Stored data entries

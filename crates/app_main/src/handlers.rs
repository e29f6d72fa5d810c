//! HTTP request handlers
//!
//! Gallery page, the two mutation endpoints and raw media files.

use crate::page;
use crate::server::AppContext;
use app_core::{AppError, MutationResult};
use axum::{
    body::Body,
    extract::{Query, State},
    http::{header, Method, StatusCode, Uri},
    response::{Html, IntoResponse, Response},
    Json,
};
use serde::Deserialize;
use std::sync::Arc;
use tokio_util::io::ReaderStream;
use tracing::{error, info, warn};

#[derive(Debug, Deserialize)]
pub struct NameQuery {
    name: Option<String>,
}

impl NameQuery {
    fn required(self) -> Result<String, ApiError> {
        match self.name {
            Some(name) if !name.is_empty() => Ok(name),
            _ => Err(AppError::MissingParameter("name").into()),
        }
    }
}

/// Error response with a JSON [`MutationResult`] body
#[derive(Debug)]
pub struct ApiError(pub AppError);

impl From<AppError> for ApiError {
    fn from(e: AppError) -> Self {
        Self(e)
    }
}

impl From<app_fs::FsError> for ApiError {
    fn from(e: app_fs::FsError) -> Self {
        Self(e.into())
    }
}

impl ApiError {
    pub fn status(&self) -> StatusCode {
        match self.0 {
            AppError::MissingParameter(_) | AppError::UnsupportedType(_) => StatusCode::BAD_REQUEST,
            AppError::PathEscape(_) => StatusCode::FORBIDDEN,
            AppError::NotFound(_) => StatusCode::NOT_FOUND,
            AppError::Unexpected(_) | AppError::Config(_) => StatusCode::INTERNAL_SERVER_ERROR,
        }
    }
}

impl IntoResponse for ApiError {
    fn into_response(self) -> Response {
        let status = self.status();
        if self.0.is_client_error() {
            warn!("Rejected request: {}", self.0);
        } else {
            error!("Request failed: {}", self.0);
        }
        (status, Json(MutationResult::failure(&self.0))).into_response()
    }
}

/// Run blocking file system work off the async workers
async fn blocking<T, F>(work: F) -> Result<T, ApiError>
where
    F: FnOnce() -> app_fs::Result<T> + Send + 'static,
    T: Send + 'static,
{
    match tokio::task::spawn_blocking(work).await {
        Ok(result) => result.map_err(ApiError::from),
        Err(e) => Err(AppError::Unexpected(format!("Blocking task failed: {}", e)).into()),
    }
}

/// GET / - gallery page from a fresh scan
pub async fn index(State(ctx): State<Arc<AppContext>>) -> Result<Html<String>, ApiError> {
    let indexer = ctx.indexer.clone();
    let items = blocking(move || Ok(indexer.scan())).await?;

    info!("Serving gallery with {} items", items.len());
    Ok(Html(page::render_gallery(&items, &ctx.config)))
}

/// DELETE /api/delete?name=<relative path>
pub async fn delete_file(
    State(ctx): State<Arc<AppContext>>,
    Query(query): Query<NameQuery>,
) -> Result<Json<MutationResult>, ApiError> {
    let name = query.required()?;
    let operations = Arc::clone(&ctx.operations);

    let outcome = blocking(move || operations.delete(&name)).await?;

    info!("Moved to {}", outcome.destination.display());
    Ok(Json(MutationResult::success()))
}

/// POST /api/favorite?name=<relative path>
pub async fn favorite_file(
    State(ctx): State<Arc<AppContext>>,
    Query(query): Query<NameQuery>,
) -> Result<Json<MutationResult>, ApiError> {
    let name = query.required()?;
    let operations = Arc::clone(&ctx.operations);

    let outcome = blocking(move || operations.favorite(&name)).await?;

    info!(
        "Copied to {} (overwritten: {})",
        outcome.destination.display(),
        outcome.overwritten
    );
    Ok(Json(MutationResult::favorited(outcome.overwritten)))
}

/// Any other path - raw file bytes below the served root
pub async fn serve_media(
    State(ctx): State<Arc<AppContext>>,
    method: Method,
    uri: Uri,
) -> Result<Response, ApiError> {
    if method != Method::GET && method != Method::HEAD {
        return Err(AppError::NotFound(uri.path().to_string()).into());
    }

    let requested = urlencoding::decode(uri.path().trim_start_matches('/'))
        .map_err(|_| AppError::NotFound(uri.path().to_string()))?
        .into_owned();

    let root = ctx.root.clone();
    let resolved = blocking(move || root.resolve_file(&requested)).await?;

    let file = tokio::fs::File::open(resolved.absolute())
        .await
        .map_err(|e| AppError::Unexpected(e.to_string()))?;
    let length = file
        .metadata()
        .await
        .map_err(|e| AppError::Unexpected(e.to_string()))?
        .len();

    let mime = mime_guess::from_path(resolved.absolute()).first_or_octet_stream();

    // Streamed in chunks; videos can be far larger than memory allows
    let body = Body::from_stream(ReaderStream::new(file));

    Ok((
        [
            (header::CONTENT_TYPE, mime.as_ref().to_string()),
            (header::CONTENT_LENGTH, length.to_string()),
        ],
        body,
    )
        .into_response())
}

#[cfg(test)]
mod tests {
    use super::*;
    use crate::server::router;
    use app_core::AppConfig;
    use axum::http::Request;
    use http_body_util::BodyExt;
    use std::fs;
    use std::path::Path;
    use tempfile::TempDir;
    use tower::ServiceExt;

    fn fixture() -> TempDir {
        let temp = TempDir::new().unwrap();
        let root = temp.path();
        fs::create_dir_all(root.join("a")).unwrap();
        fs::write(root.join("photo.jpg"), b"photo").unwrap();
        fs::write(root.join("a/b.png"), b"png bytes").unwrap();
        fs::write(root.join("a/clip.mp4"), b"video").unwrap();
        fs::write(root.join("notes.txt"), b"text").unwrap();
        temp
    }

    fn app(root: &Path) -> axum::Router {
        let ctx = AppContext::new(root, AppConfig::default()).unwrap();
        router(Arc::new(ctx))
    }

    async fn send(root: &Path, method: &str, uri: &str) -> (StatusCode, Vec<u8>) {
        let request = Request::builder()
            .method(method)
            .uri(uri)
            .body(Body::empty())
            .unwrap();
        let response = app(root).oneshot(request).await.unwrap();
        let status = response.status();
        let body = response.into_body().collect().await.unwrap().to_bytes();
        (status, body.to_vec())
    }

    async fn send_json(root: &Path, method: &str, uri: &str) -> (StatusCode, MutationResult) {
        let (status, body) = send(root, method, uri).await;
        (status, serde_json::from_slice(&body).unwrap())
    }

    fn item_names(html: &str) -> Vec<String> {
        html.split(r#"data-name=""#)
            .skip(1)
            .map(|rest| rest.split('"').next().unwrap().to_string())
            .collect()
    }

    #[tokio::test]
    async fn test_index_lists_media_in_order() {
        let temp = fixture();
        let (status, body) = send(temp.path(), "GET", "/").await;
        assert_eq!(status, StatusCode::OK);

        let html = String::from_utf8(body).unwrap();
        assert_eq!(item_names(&html), vec!["a/b.png", "a/clip.mp4", "photo.jpg"]);

        let (_, with_query) = send(temp.path(), "GET", "/?x=1").await;
        assert_eq!(item_names(&String::from_utf8(with_query).unwrap()), item_names(&html));
    }

    #[tokio::test]
    async fn test_index_empty_directory() {
        let temp = TempDir::new().unwrap();
        let (status, body) = send(temp.path(), "GET", "/").await;
        assert_eq!(status, StatusCode::OK);
        assert!(String::from_utf8(body).unwrap().contains(page::NO_MEDIA_HTML));
    }

    #[tokio::test]
    async fn test_delete_moves_to_trash() {
        let temp = fixture();
        fs::create_dir_all(temp.path().join("deleted")).unwrap();
        fs::write(temp.path().join("deleted/photo.jpg"), b"older").unwrap();

        let (status, result) = send_json(temp.path(), "DELETE", "/api/delete?name=photo.jpg").await;
        assert_eq!(status, StatusCode::OK);
        assert_eq!(result, MutationResult::success());
        assert!(!temp.path().join("photo.jpg").exists());
        assert_eq!(fs::read(temp.path().join("deleted/photo_1.jpg")).unwrap(), b"photo");

        // Deleted files drop out of the next scan
        let (_, body) = send(temp.path(), "GET", "/").await;
        assert_eq!(item_names(&String::from_utf8(body).unwrap()), vec!["a/b.png", "a/clip.mp4"]);
    }

    #[tokio::test]
    async fn test_delete_errors() {
        let temp = fixture();

        let (status, result) = send_json(temp.path(), "DELETE", "/api/delete").await;
        assert_eq!(status, StatusCode::BAD_REQUEST);
        assert_eq!(result.error.as_deref(), Some("Missing filename"));

        let (status, _) = send_json(temp.path(), "DELETE", "/api/delete?name=").await;
        assert_eq!(status, StatusCode::BAD_REQUEST);

        let (status, result) = send_json(temp.path(), "DELETE", "/api/delete?name=missing.jpg").await;
        assert_eq!(status, StatusCode::NOT_FOUND);
        assert_eq!(result.error.as_deref(), Some("File not found"));

        let (status, result) =
            send_json(temp.path(), "DELETE", "/api/delete?name=..%2F..%2Fetc%2Fpasswd").await;
        assert_eq!(status, StatusCode::FORBIDDEN);
        assert!(!result.ok);
        assert_eq!(result.error.as_deref(), Some("Invalid file path"));

        assert!(temp.path().join("photo.jpg").exists());
        assert!(!temp.path().join("deleted").exists());
    }

    #[tokio::test]
    async fn test_favorite_twice_reports_overwrite() {
        let temp = fixture();
        let uri = "/api/favorite?name=a%2Fb.png";

        let (status, first) = send_json(temp.path(), "POST", uri).await;
        assert_eq!(status, StatusCode::OK);
        assert_eq!(first.overwritten, Some(false));

        let (status, second) = send_json(temp.path(), "POST", uri).await;
        assert_eq!(status, StatusCode::OK);
        assert_eq!(second.overwritten, Some(true));

        assert_eq!(fs::read(temp.path().join("a/b.png")).unwrap(), b"png bytes");
        assert_eq!(fs::read(temp.path().join("favorites/a/b.png")).unwrap(), b"png bytes");
    }

    #[tokio::test]
    async fn test_favorite_rejections() {
        let temp = fixture();

        let (status, result) = send_json(temp.path(), "POST", "/api/favorite?name=notes.txt").await;
        assert_eq!(status, StatusCode::BAD_REQUEST);
        assert_eq!(
            result.error.as_deref(),
            Some("Only supported media files can be favorited")
        );

        fs::create_dir_all(temp.path().join("favorites")).unwrap();
        fs::write(temp.path().join("favorites/x.jpg"), b"fav").unwrap();
        let (status, _) = send_json(temp.path(), "POST", "/api/favorite?name=favorites%2Fx.jpg").await;
        assert_eq!(status, StatusCode::FORBIDDEN);

        let (status, _) = send_json(temp.path(), "DELETE", "/api/delete?name=favorites%2Fx.jpg").await;
        assert_eq!(status, StatusCode::FORBIDDEN);
        assert!(temp.path().join("favorites/x.jpg").exists());
    }

    #[cfg(unix)]
    #[tokio::test]
    async fn test_symlink_outside_root_is_forbidden() {
        let outside = TempDir::new().unwrap();
        fs::write(outside.path().join("secret.jpg"), b"secret").unwrap();

        let temp = fixture();
        std::os::unix::fs::symlink(outside.path().join("secret.jpg"), temp.path().join("link.jpg"))
            .unwrap();

        let (status, _) = send_json(temp.path(), "DELETE", "/api/delete?name=link.jpg").await;
        assert_eq!(status, StatusCode::FORBIDDEN);
        assert!(outside.path().join("secret.jpg").exists());

        let (status, _) = send(temp.path(), "GET", "/link.jpg").await;
        assert_eq!(status, StatusCode::FORBIDDEN);
    }

    #[tokio::test]
    async fn test_serve_media_file() {
        let temp = fixture();
        fs::write(temp.path().join("a/with space.jpg"), b"spaced").unwrap();

        let request = Request::builder()
            .uri("/a/with%20space.jpg")
            .body(Body::empty())
            .unwrap();
        let response = app(temp.path()).oneshot(request).await.unwrap();
        assert_eq!(response.status(), StatusCode::OK);
        assert_eq!(response.headers()[header::CONTENT_TYPE], "image/jpeg");
        let body = response.into_body().collect().await.unwrap().to_bytes();
        assert_eq!(&body[..], b"spaced");

        let large = vec![7u8; 300 * 1024];
        fs::write(temp.path().join("a/big.mp4"), &large).unwrap();
        let request = Request::builder().uri("/a/big.mp4").body(Body::empty()).unwrap();
        let response = app(temp.path()).oneshot(request).await.unwrap();
        assert_eq!(response.status(), StatusCode::OK);
        assert_eq!(response.headers()[header::CONTENT_TYPE], "video/mp4");
        assert_eq!(response.headers()[header::CONTENT_LENGTH], large.len().to_string().as_str());
        let body = response.into_body().collect().await.unwrap().to_bytes();
        assert_eq!(body.len(), large.len());
        assert!(body.iter().all(|&b| b == 7));

        let (status, _) = send(temp.path(), "GET", "/nope.jpg").await;
        assert_eq!(status, StatusCode::NOT_FOUND);

        let (status, _) = send(temp.path(), "GET", "/a").await;
        assert_eq!(status, StatusCode::NOT_FOUND);
    }

    #[tokio::test]
    async fn test_unknown_routes() {
        let temp = fixture();

        let (status, _) = send(temp.path(), "POST", "/api/unknown").await;
        assert_eq!(status, StatusCode::NOT_FOUND);

        let (status, _) = send(temp.path(), "DELETE", "/photo.jpg").await;
        assert_eq!(status, StatusCode::NOT_FOUND);
        assert!(temp.path().join("photo.jpg").exists());

        let (status, _) = send(temp.path(), "GET", "/api/nothing").await;
        assert_eq!(status, StatusCode::NOT_FOUND);
    }
}
//! Gala File System Layer
//!
//! Provides the server side of the gallery's file handling:
//! - MediaExtensions / MediaItem: what counts as servable media
//! - MediaIndexer: recursive discovery below the served root
//! - ServedRoot: containment-checked resolution of client supplied paths
//! - Gallery operations: move-to-trash and copy-to-favorites

mod media;
mod indexer;
mod served_root;
mod file_operations;

pub use media::{
    is_reserved, MediaExtensions, MediaItem, MediaKind, DELETED_DIR, FAVORITES_DIR, RESERVED_DIRS,
};
pub use indexer::MediaIndexer;
pub use served_root::{ResolvedPath, ServedRoot};
pub use file_operations::{DefaultGalleryOperations, GalleryOperations, MutationOutcome};

use thiserror::Error;

/// File system errors
#[derive(Error, Debug)]
pub enum FsError {
    #[error("IO error: {0}")]
    Io(#[from] std::io::Error),

    #[error("Path not found: {0}")]
    NotFound(String),

    #[error("Path escapes served root: {0}")]
    PathEscape(String),

    #[error("Unsupported media type: {0}")]
    UnsupportedType(String),

    #[error("Invalid root: {0}")]
    InvalidRoot(String),
}

pub type Result<T> = std::result::Result<T, FsError>;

BRIEF:
The job here is to find each line above with the word "ReaderStream" and copy it.

EXERCISE RESPONSE:
use tokio_util::io::ReaderStream;
    let body = Body::from_stream(ReaderStream::new(file));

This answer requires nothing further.